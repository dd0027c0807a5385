use crate::{preprocess, Backend, Detection, Device, InferError, ModelProfile, ModelSource, Session};
use spotter_base::{Rect, Tensor, Vec2};
use std::sync::{Arc, Mutex};

/// Detection-mode front-end: one frame in, labeled boxes out.
///
/// The loaded session is expected to produce a `"detections"` output of
/// shape `[N, 6]`, one row per object: normalized origin x, origin y,
/// width, height, confidence, class index. A missing or malformed output
/// is treated as "nothing recognized" (empty result), not as a failure.
pub struct Detector {
    session: Arc<Mutex<Box<dyn Session>>>,
    labels: Arc<Vec<String>>,
    profile: ModelProfile,
    conf_threshold: f32,
    nms_threshold: f32,
}

impl Detector {
    pub fn new(
        backend: &dyn Backend,
        model: ModelSource,
        device: Device,
        profile: ModelProfile,
    ) -> Result<Self, InferError> {
        let session = backend.load_model(model, device)?;
        Ok(Self {
            session: Arc::new(Mutex::new(session)),
            labels: Arc::new(Vec::new()),
            profile,
            conf_threshold: 0.25,
            nms_threshold: 0.45,
        })
    }

    pub fn with_labels(mut self, labels: Vec<String>) -> Self {
        self.labels = Arc::new(labels);
        self
    }

    /// Set confidence and NMS thresholds
    pub fn with_thresholds(mut self, conf: f32, nms: f32) -> Self {
        self.conf_threshold = conf;
        self.nms_threshold = nms;
        self
    }

    pub fn profile(&self) -> ModelProfile {
        self.profile
    }

    /// Run detection on a frame (async).
    ///
    /// `pixels` is an HWC `Tensor<u8>` with RGB channels. The forward pass
    /// runs on a blocking worker thread; preprocessing and postprocessing
    /// stay inline.
    pub async fn detect(&self, pixels: &Tensor<u8>) -> Result<Vec<Detection>, InferError> {
        let input = preprocess::scale_fill(pixels, self.profile.input_size())?;

        let session = Arc::clone(&self.session);
        let outputs = tokio::task::spawn_blocking(move || {
            let mut session = session.lock().unwrap_or_else(|e| e.into_inner());
            session.run(&[("image", input)])
        })
        .await
        .map_err(|e| InferError::Backend(format!("inference task failed: {e}")))??;

        let Some(raw) = outputs.get("detections") else {
            log::warn!("model produced no 'detections' output; treating as empty");
            return Ok(Vec::new());
        };

        Ok(self.postprocess(raw))
    }

    fn postprocess(&self, raw: &Tensor<f32>) -> Vec<Detection> {
        if raw.shape.len() != 2 || raw.shape[1] != 6 {
            log::warn!(
                "unexpected detections shape {:?}; treating as empty",
                raw.shape
            );
            return Vec::new();
        }

        let mut candidates: Vec<Detection> = raw
            .data
            .chunks_exact(6)
            .filter(|row| row[4] >= self.conf_threshold)
            .map(|row| {
                let bounds = Rect::new(Vec2::new(row[0], row[1]), Vec2::new(row[2], row[3]))
                    .clamp_unit();
                let class = row[5] as usize;
                let label = self
                    .labels
                    .get(class)
                    .cloned()
                    .unwrap_or_else(|| format!("class {class}"));
                Detection {
                    label,
                    bounds,
                    confidence: row[4],
                }
            })
            .collect();

        // Greedy NMS, highest confidence first.
        candidates.sort_by(|a, b| {
            b.confidence
                .partial_cmp(&a.confidence)
                .unwrap_or(std::cmp::Ordering::Equal)
        });
        let mut kept: Vec<Detection> = Vec::new();
        for candidate in candidates {
            if kept
                .iter()
                .all(|k| k.bounds.iou(candidate.bounds) <= self.nms_threshold)
            {
                kept.push(candidate);
            }
        }
        kept
    }
}
use std::future::Future;
use tokio::task::JoinHandle;

/// One-shot invocation guard with a cancel-and-replace policy.
///
/// Each user trigger becomes one spawned task. Triggering again while a run
/// is still in flight aborts the old run before dispatching the new one, so
/// at most one invocation can ever write its result: no interleaved or torn
/// updates from overlapping triggers.
pub struct Invoker {
    current: Option<JoinHandle<()>>,
}

impl Invoker {
    pub fn new() -> Self {
        Self { current: None }
    }

    /// Dispatch an invocation, aborting any still-running predecessor.
    pub fn dispatch<F>(&mut self, invocation: F)
    where
        F: Future<Output = ()> + Send + 'static,
    {
        if let Some(previous) = self.current.take() {
            if !previous.is_finished() {
                log::debug!("superseding in-flight classification");
                previous.abort();
            }
        }
        self.current = Some(tokio::spawn(invocation));
    }

    /// Wait for the current invocation to finish (or be aborted). Used by
    /// shutdown and by tests; triggers themselves never wait.
    pub async fn join(&mut self) {
        if let Some(handle) = self.current.take() {
            let _ = handle.await;
        }
    }

    pub fn is_busy(&self) -> bool {
        self.current.as_ref().is_some_and(|h| !h.is_finished())
    }
}

impl Default for Invoker {
    fn default() -> Self {
        Self::new()
    }
}
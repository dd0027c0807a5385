use crate::{preprocess, Backend, Device, InferError, ModelProfile, ModelSource, Session};
use spotter_base::Tensor;
use std::sync::{Arc, Mutex};

/// What classification reports when the model output carries no usable
/// ranking: absent scores, empty scores, or an unexpected shape.
pub const NOTHING_RECOGNIZED: &str = "nothing recognized";

/// Classification-mode front-end: one frame in, one best-guess label out.
///
/// The loaded session is expected to produce a `"scores"` output, one value
/// per class (`[N]` or `[1, N]`). The top-ranked class wins; anything that
/// does not fit that shape yields [`NOTHING_RECOGNIZED`] rather than an
/// error.
pub struct LabelClassifier {
    session: Arc<Mutex<Box<dyn Session>>>,
    labels: Arc<Vec<String>>,
    profile: ModelProfile,
}

impl LabelClassifier {
    pub fn new(
        backend: &dyn Backend,
        model: ModelSource,
        device: Device,
        profile: ModelProfile,
    ) -> Result<Self, InferError> {
        let session = backend.load_model(model, device)?;
        Ok(Self {
            session: Arc::new(Mutex::new(session)),
            labels: Arc::new(Vec::new()),
            profile,
        })
    }

    pub fn with_labels(mut self, labels: Vec<String>) -> Self {
        self.labels = Arc::new(labels);
        self
    }

    pub fn profile(&self) -> ModelProfile {
        self.profile
    }

    /// Classify a frame (async). `pixels` is an HWC `Tensor<u8>` with RGB
    /// channels. The forward pass runs on a blocking worker thread.
    pub async fn classify(&self, pixels: &Tensor<u8>) -> Result<String, InferError> {
        let input = preprocess::scale_fill(pixels, self.profile.input_size())?;

        let session = Arc::clone(&self.session);
        let outputs = tokio::task::spawn_blocking(move || {
            let mut session = session.lock().unwrap_or_else(|e| e.into_inner());
            session.run(&[("image", input)])
        })
        .await
        .map_err(|e| InferError::Backend(format!("inference task failed: {e}")))??;

        Ok(self.top_label(outputs.get("scores")))
    }

    fn top_label(&self, scores: Option<&Tensor<f32>>) -> String {
        let Some(scores) = scores else {
            log::warn!("model produced no 'scores' output");
            return NOTHING_RECOGNIZED.to_string();
        };

        let flat: &[f32] = match scores.shape.as_slice() {
            [_n] => &scores.data,
            [1, _n] => &scores.data,
            other => {
                log::warn!("unexpected scores shape {other:?}");
                return NOTHING_RECOGNIZED.to_string();
            }
        };
        if flat.is_empty() {
            return NOTHING_RECOGNIZED.to_string();
        }

        let mut best = 0usize;
        for (idx, value) in flat.iter().enumerate() {
            if *value > flat[best] {
                best = idx;
            }
        }
        self.labels
            .get(best)
            .cloned()
            .unwrap_or_else(|| format!("class {best}"))
    }
}
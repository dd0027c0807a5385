use crate::{CameraError, Frame};

/// Async camera trait for frame capture.
///
/// Implementations deliver decoded `Frame`s in capture order. `recv` returns
/// `Err(CameraError::Stopped)` once the source has stopped (explicitly, or
/// because access was denied and capture never started); that is the normal
/// end of a stream, not a fault.
#[allow(async_fn_in_trait)]
pub trait Camera {
    /// Receive the next frame from the camera.
    async fn recv(&mut self) -> Result<Frame, CameraError>;

    /// Begin producing frames. Idempotent.
    fn start(&mut self) -> Result<(), CameraError>;

    /// Stop producing frames and release the device. Idempotent; also runs
    /// on drop.
    fn stop(&mut self);
}
use crate::config::types::Config;
use crate::config::validation::validate;
use crate::{ConfigError, ConfigResult};
use sha2::{Digest, Sha256};
use std::path::Path;

/// Environment variable overriding `storage.database-path`
pub const ENV_DATABASE_PATH: &str = "HARVEST_DATABASE_PATH";
/// Environment variable overriding `storage.staging-path`
pub const ENV_STAGING_PATH: &str = "HARVEST_STAGING_PATH";
/// Environment variable overriding `listing.base-url`
pub const ENV_BASE_URL: &str = "HARVEST_BASE_URL";

/// Loads and parses a configuration file from the given path
///
/// Environment overrides are applied before validation, so an overridden
/// value is checked the same way as one read from the file.
///
/// # Example
///
/// ```no_run
/// use std::path::Path;
/// use discount_harvest::config::load_config;
///
/// let config = load_config(Path::new("harvest.toml")).unwrap();
/// println!("Max pages: {}", config.listing.max_pages);
/// ```
pub fn load_config(path: &Path) -> ConfigResult<Config> {
    let content = std::fs::read_to_string(path)?;
    let mut config = parse_config(&content)?;
    apply_env_overrides(&mut config, |key| std::env::var(key).ok());
    validate(&config)?;
    Ok(config)
}

/// Parses configuration from TOML text without validating it
pub fn parse_config(content: &str) -> ConfigResult<Config> {
    Ok(toml::from_str(content)?)
}

/// Applies environment overrides through the given lookup
///
/// Taking the lookup as a closure keeps tests off the process environment.
pub fn apply_env_overrides<F>(config: &mut Config, lookup: F)
where
    F: Fn(&str) -> Option<String>,
{
    if let Some(path) = lookup(ENV_DATABASE_PATH) {
        tracing::debug!("{} overrides database path", ENV_DATABASE_PATH);
        config.storage.database_path = path;
    }
    if let Some(path) = lookup(ENV_STAGING_PATH) {
        tracing::debug!("{} overrides staging path", ENV_STAGING_PATH);
        config.storage.staging_path = path;
    }
    if let Some(url) = lookup(ENV_BASE_URL) {
        tracing::debug!("{} overrides listing base URL", ENV_BASE_URL);
        config.listing.base_url = url;
    }
}

/// Computes a SHA-256 hash of the configuration file content
///
/// Logged at the start of each run so staged snapshots can be tied back to
/// the settings that produced them.
pub fn compute_config_hash(path: &Path) -> ConfigResult<String> {
    let content = std::fs::read_to_string(path)?;
    let mut hasher = Sha256::new();
    hasher.update(content.as_bytes());
    let result = hasher.finalize();
    Ok(hex::encode(result))
}

/// Loads a configuration and returns both the config and its hash
pub fn load_config_with_hash(path: &Path) -> ConfigResult<(Config, String)> {
    let config = load_config(path)?;
    let hash = compute_config_hash(path)?;
    Ok((config, hash))
}
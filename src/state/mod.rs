//! State module for tracking crawl progress
//!
//! # Components
//!
//! - `CrawlState`: the pagination state machine driven by the controller
//! - `StopReason`: which of the three stop conditions ended a run

mod crawl_state;

// Re-export main types
pub use crawl_state::{CrawlState, StopReason};
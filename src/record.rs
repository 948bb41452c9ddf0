//! The discount record produced by the extractor and carried through staging
//! into the catalog.

use serde::{Deserialize, Serialize};

/// Value substituted when a listing item has no prior-price attribute
pub const NO_OLD_PRICE: &str = "No old price";

/// One discounted product scraped from a listing page
///
/// Field names are renamed to the staging header / catalog column names so the
/// same struct serializes straight into the CSV snapshot.
#[derive(Debug, Clone, PartialEq, Eq, Serialize, Deserialize)]
pub struct DiscountRecord {
    #[serde(rename = "Product Name")]
    pub product_name: String,

    #[serde(rename = "Price Before Discount")]
    pub price_before_discount: String,

    #[serde(rename = "Current Price After Discount")]
    pub price_after_discount: String,

    #[serde(rename = "Discount")]
    pub discount_label: String,
}

impl DiscountRecord {
    /// Numeric value of the discount label, e.g. `"23%"` -> 23
    pub fn discount_percent(&self) -> u32 {
        parse_discount_percent(&self.discount_label)
    }
}

/// Parses a discount label by keeping only its ASCII digits
///
/// Labels without digits (or absurdly long ones) yield 0. The SQL
/// `discount_value()` function used for sorting applies this same rule.
pub fn parse_discount_percent(label: &str) -> u32 {
    let digits: String = label.chars().filter(|c| c.is_ascii_digit()).collect();
    digits.parse().unwrap_or(0)
}
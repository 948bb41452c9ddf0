//! SQLite catalog implementation
//!
//! This module provides a SQLite-based implementation of the Catalog trait and
//! registers the `discount_value()` SQL function the read path sorts by.

use crate::record::{parse_discount_percent, DiscountRecord};
use crate::storage::schema::{initialize_schema, INSERT_SQL, TABLE_NAME};
use crate::storage::traits::{Catalog, LoadError, LoadResult};
use rusqlite::functions::FunctionFlags;
use rusqlite::{params, Connection};
use std::path::Path;

/// SQLite catalog backend
pub struct SqliteCatalog {
    conn: Connection,
}

impl SqliteCatalog {
    /// Opens (or creates) the catalog database at `path`
    pub fn open(path: &Path) -> Result<Self, rusqlite::Error> {
        let conn = Connection::open(path)?;

        conn.execute_batch(
            "
            PRAGMA journal_mode = WAL;
            PRAGMA synchronous = NORMAL;
        ",
        )?;

        Self::from_connection(conn)
    }

    /// Creates an in-memory catalog (for testing)
    #[cfg(test)]
    pub fn open_in_memory() -> Result<Self, rusqlite::Error> {
        Self::from_connection(Connection::open_in_memory()?)
    }

    fn from_connection(conn: Connection) -> Result<Self, rusqlite::Error> {
        register_functions(&conn)?;
        Ok(Self { conn })
    }

    /// Borrow the underlying connection
    pub fn connection(&self) -> &Connection {
        &self.conn
    }

    /// Closes the connection, surfacing any error SQLite reports on close
    pub fn close(self) -> Result<(), rusqlite::Error> {
        self.conn.close().map_err(|(_, e)| e)
    }
}

impl Catalog for SqliteCatalog {
    fn ensure_table(&self) -> LoadResult<()> {
        initialize_schema(&self.conn)?;
        Ok(())
    }

    fn append_records(&mut self, records: &[DiscountRecord]) -> LoadResult<usize> {
        // Dropping the transaction without commit rolls it back
        let tx = self.conn.transaction()?;
        {
            let mut stmt = tx.prepare(INSERT_SQL)?;
            for (row, record) in records.iter().enumerate() {
                stmt.execute(params![
                    record.product_name,
                    record.price_before_discount,
                    record.price_after_discount,
                    record.discount_label,
                ])
                .map_err(|source| LoadError::Insert { row, source })?;
            }
        }
        tx.commit()?;
        Ok(records.len())
    }

    fn count_rows(&self) -> LoadResult<u64> {
        let sql = format!("SELECT COUNT(*) FROM {}", TABLE_NAME);
        let count: i64 = self.conn.query_row(&sql, [], |row| row.get(0))?;
        Ok(count as u64)
    }
}

/// Registers `discount_value(text) -> integer`
///
/// Keeps only the digits of a discount label so `"15%"` sorts above `"7%"`.
pub fn register_functions(conn: &Connection) -> Result<(), rusqlite::Error> {
    conn.create_scalar_function(
        "discount_value",
        1,
        FunctionFlags::SQLITE_UTF8 | FunctionFlags::SQLITE_DETERMINISTIC,
        |ctx| {
            let label: Option<String> = ctx.get(0)?;
            Ok(label.map_or(0, |l| i64::from(parse_discount_percent(&l))))
        },
    )
}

**Exercise:** Looking at the data above, write out exactly the lines that start at the one containing "let class = row[5] as usize;" and end at the one containing "for candidate in"; include both and nothing beyond.

**Response to this exercise:**
                let class = row[5] as usize;
                let label = self
                    .labels
                    .get(class)
                    .cloned()
                    .unwrap_or_else(|| format!("class {class}"));
                Detection {
                    label,
                    bounds,
                    confidence: row[4],
                }
            })
            .collect();

        // Greedy NMS, highest confidence first.
        candidates.sort_by(|a, b| {
            b.confidence
                .partial_cmp(&a.confidence)
                .unwrap_or(std::cmp::Ordering::Equal)
        });
        let mut kept: Vec<Detection> = Vec::new();
        for candidate in candidates {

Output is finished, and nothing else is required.